Evolution of the Tools in Recent Years

All three tools have evolved, but in somewhat different directions.

Playwright has advanced by reinforcing its position as a modern automation framework focused on multiple browsers, parallel execution, device emulation, and continuous improvement of the execution and debugging experience. The release notes show constant evolution and support for current browsers. ([Playwright][12])

Selenium continued its modernization with Selenium 4, browser options more aligned with the current standard, Selenium Manager to simplify setup, and expanded WebDriver BiDi support. This shows a clear attempt to reduce historical friction and keep up with modern automation demands. ([Selenium][3])

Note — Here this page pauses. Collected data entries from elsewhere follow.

use indicatif::ProgressBar;
use rayon::prelude::*;

use crate::dsp::fft::FftPlan;
use crate::error::SpectrogramError;

/// Compressed spectrogram: one column of `size / 2` intensities per segment,
/// in time order, plus the loudest bin seen across all segments.
#[derive(Debug)]
pub struct Spectrogram {
    pub columns: Vec<Vec<u8>>,
    pub peak_bin: usize,
    pub peak_magnitude: f32,
}

/// Slice `samples` into overlapping segments, transform each and compress the
/// magnitudes into byte intensities.
///
/// When `noverlap` is `None` it is derived from `target_columns` so that
/// segment density tracks the display width rather than the FFT size.
/// Trailing samples shorter than one segment are dropped; a buffer shorter
/// than one segment yields zero columns.
pub fn build(
    plan: &FftPlan,
    samples: &[f32],
    noverlap: Option<usize>,
    target_columns: usize,
    progress: Option<&ProgressBar>,
) -> Result<Spectrogram, SpectrogramError> {
    let size = plan.size();

    let noverlap = match noverlap {
        Some(n) if n >= size => {
            return Err(SpectrogramError::OverlapTooLarge { size, noverlap: n })
        }
        Some(n) => n,
        None => derive_noverlap(size, samples.len(), target_columns),
    };
    let step = size - noverlap;

    let offsets: Vec<usize> = (0..)
        .map(|i| i * step)
        .take_while(|offset| offset + size <= samples.len())
        .collect();

    // Segments are independent; rayon keeps the collected columns in offset
    // order, which the resampler relies on.
    let spectra = offsets
        .par_iter()
        .map(|&offset| {
            let spectrum = plan.transform(&samples[offset..offset + size])?;
            if let Some(pb) = progress {
                pb.inc(1);
            }
            Ok(spectrum)
        })
        .collect::<Result<Vec<_>, SpectrogramError>>()?;

    let mut peak_bin = 0;
    let mut peak_magnitude = 0.0f32;
    let mut columns = Vec::with_capacity(spectra.len());

    for spectrum in spectra {
        if spectrum.peak > peak_magnitude {
            peak_magnitude = spectrum.peak;
            peak_bin = spectrum.peak_bin;
        }
        columns.push(spectrum.bins.iter().map(|&m| compress(m)).collect());
    }

    Ok(Spectrogram {
        columns,
        peak_bin,
        peak_magnitude,
    })
}

/// Overlap that yields roughly one segment per display column:
/// `max(0, round(size - samples / columns))`, capped at `size - 1` so the
/// segment step never reaches zero.
pub fn derive_noverlap(size: usize, samples: usize, target_columns: usize) -> usize {
    let unique_per_column = samples as f32 / target_columns.max(1) as f32;
    let noverlap = (size as f32 - unique_per_column).round().max(0.0) as usize;
    noverlap.min(size - 1)
}

/// Log-compress one magnitude into a byte intensity.
///
/// `round(45 * log10(m))`, clamped to [0, 255] before the cast. Zero and
/// subnormal magnitudes push log10 toward -inf and land on the floor; the
/// clamp is the defined behavior, never an error.
fn compress(magnitude: f32) -> u8 {
    (45.0 * magnitude.log10()).round().clamp(0.0, 255.0) as u8
}
use thiserror::Error;

/// Errors surfaced by the spectrogram pipeline.
///
/// Everything here reflects caller misconfiguration or unusable input and is
/// detected eagerly, before any FFT work starts. Log-compression of a zero
/// magnitude is defined as clamping and never produces an error.
#[derive(Debug, Error)]
pub enum SpectrogramError {
    #[error("no such window function '{0}'")]
    UnknownWindow(String),

    #[error("invalid FFT size {0}: must be a power of two greater than 1")]
    NonPowerOfTwoSize(usize),

    #[error("segment length {len} does not match FFT size {size}")]
    SegmentSizeMismatch { size: usize, len: usize },

    #[error("overlap {noverlap} must be smaller than the FFT size {size}")]
    OverlapTooLarge { size: usize, noverlap: usize },

    #[error("no spectrogram columns to resample: no complete segment fit in the sample buffer")]
    EmptySpectrogram,

    #[error("target column count must be greater than zero")]
    NoColumns,
}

Cypress, in turn, expanded its value proposition beyond E2E, investing in component testing, Cloud features, better integration with modern frameworks, and assisted productivity tools. Even so, it maintains explicit architectural trade-offs, which are part of the tool’s identity. ([Cypress Documentation][6])


Comparative Table

Criterion Playwright Selenium Cypress
Main focus Modern E2E with strong cross-browser support Broad and standardized web automation for multiple ecosystems E2E and component testing with high productivity for front-end
Browsers Chromium, Firefox, WebKit, as well as Chrome and Edge through projects/configuration Broad browser support through WebDriver and the Selenium ecosystem Relevant support for modern testing, but with its own architectural trade-offs
Parallelism Native and standard in test execution Possible, but usually depends more on the architecture assembled by the team Recommended mainly through multiple machines in CI
Ease of setup Good, especially for modern projects Improved with Selenium Manager, but may still require more engineering Very good for JavaScript teams
Learning curve Moderate Moderate to high, depending on project architecture Low to moderate
Multi-language Yes Very strong in this regard More centered on the JavaScript ecosystem
Component testing Not the tool’s main focus Can be done through complementary strategies Strong differentiator
Debug experience Good Depends heavily on the assembled stack Excellent and highly visual
Best scenario Modern product that needs reliability and real browser coverage Heterogeneous corporate environment, legacy, and multi-stack Modern front-end squad seeking fast productivity
Main limitation Less advantageous in some heavily legacy scenarios Can generate more maintenance complexity Recognized architectural trade-offs for certain advanced flows

The points in the table reflect the official documentation of the three tools, especially regarding browser support, parallelism, execution experience, and declared architectural limitations. ([Playwright][1])


Final Considerations

There is no universally better tool. There is the tool that is most appropriate for the project context and the team’s maturity.

If the focus is modern coverage, native parallelism, and real validation across multiple browsers, Playwright tends to be a very strong choice. ([Playwright][1])

If the need is corporate flexibility, broad compatibility, governance, and integration with different languages and infrastructures, Selenium remains extremely competitive. ([Selenium][2])

If the goal is fast productivity for a modern front-end team, with an excellent developer experience and component testing, Cypress usually delivers value very early. ([Cypress Documentation][5])

Instead of asking only “which is the best tool?”, the more useful question is: “which one best solves the real problems of my context?” That is the answer that tends to generate a sustainable automation strategy.